Collected data entries
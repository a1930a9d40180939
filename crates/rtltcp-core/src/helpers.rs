//! Formatting and measurement helpers for rtl_tcp applications.
//!
//! Small utilities that consuming tools (CLI exercisers, spectrum monitors)
//! need when presenting tuning parameters and captured sample blocks.

use num_complex::Complex64;

/// Format a frequency in hertz as a human-readable MHz string.
///
/// # Example
///
/// ```
/// use rtltcp_core::format_freq_mhz;
///
/// assert_eq!(format_freq_mhz(100_000_000), "100.000000 MHz");
/// assert_eq!(format_freq_mhz(1_090_000_000), "1090.000000 MHz");
/// ```
pub fn format_freq_mhz(freq_hz: u32) -> String {
    let mhz = freq_hz as f64 / 1_000_000.0;
    format!("{mhz:.6} MHz")
}

/// Format a gain in tenths of a dB, the unit rtl_tcp uses on the wire.
///
/// # Example
///
/// ```
/// use rtltcp_core::format_gain_db;
///
/// assert_eq!(format_gain_db(197), "19.7 dB");
/// assert_eq!(format_gain_db(-10), "-1.0 dB");
/// ```
pub fn format_gain_db(tenths_db: i32) -> String {
    let db = tenths_db as f64 / 10.0;
    format!("{db:.1} dB")
}

/// Mean power of a block of normalized samples, in dB relative to full scale.
///
/// Returns `f64::NEG_INFINITY` for an empty or all-zero block.
pub fn mean_power_dbfs(samples: &[Complex64]) -> f64 {
    if samples.is_empty() {
        return f64::NEG_INFINITY;
    }
    let power = samples.iter().map(|s| s.norm_sqr()).sum::<f64>() / samples.len() as f64;
    10.0 * power.log10()
}

/// Mean of a block of samples, i.e. its DC offset.
pub fn dc_offset(samples: &[Complex64]) -> Complex64 {
    if samples.is_empty() {
        return Complex64::new(0.0, 0.0);
    }
    samples.iter().sum::<Complex64>() / samples.len() as f64
}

Work task: Retype every record without alteration.

Output below:
repository a1930a9d40180939
filename crates/rtltcp-core/src/helpers.rs
//! Formatting and measurement helpers for rtl_tcp applications.
//!
//! Small utilities that consuming tools (CLI exercisers, spectrum monitors)
//! need when presenting tuning parameters and captured sample blocks.

use num_complex::Complex64;

/// Format a frequency in hertz as a human-readable MHz string.
///
/// # Example
///
/// ```
/// use rtltcp_core::format_freq_mhz;
///
/// assert_eq!(format_freq_mhz(100_000_000), "100.000000 MHz");
/// assert_eq!(format_freq_mhz(1_090_000_000), "1090.000000 MHz");
/// ```
pub fn format_freq_mhz(freq_hz: u32) -> String {
    let mhz = freq_hz as f64 / 1_000_000.0;
    format!("{mhz:.6} MHz")
}

/// Format a gain in tenths of a dB, the unit rtl_tcp uses on the wire.
///
/// # Example
///
/// ```
/// use rtltcp_core::format_gain_db;
///
/// assert_eq!(format_gain_db(197), "19.7 dB");
/// assert_eq!(format_gain_db(-10), "-1.0 dB");
/// ```
pub fn format_gain_db(tenths_db: i32) -> String {
    let db = tenths_db as f64 / 10.0;
    format!("{db:.1} dB")
}

/// Mean power of a block of normalized samples, in dB relative to full scale.
///
/// Returns `f64::NEG_INFINITY` for an empty or all-zero block.
pub fn mean_power_dbfs(samples: &[Complex64]) -> f64 {
    if samples.is_empty() {
        return f64::NEG_INFINITY;
    }
    let power = samples.iter().map(|s| s.norm_sqr()).sum::<f64>() / samples.len() as f64;
    10.0 * power.log10()
}

/// Mean of a block of samples, i.e. its DC offset.
pub fn dc_offset(samples: &[Complex64]) -> Complex64 {
    if samples.is_empty() {
        return Complex64::new(0.0, 0.0);
    }
    samples.iter().sum::<Complex64>() / samples.len() as f64
}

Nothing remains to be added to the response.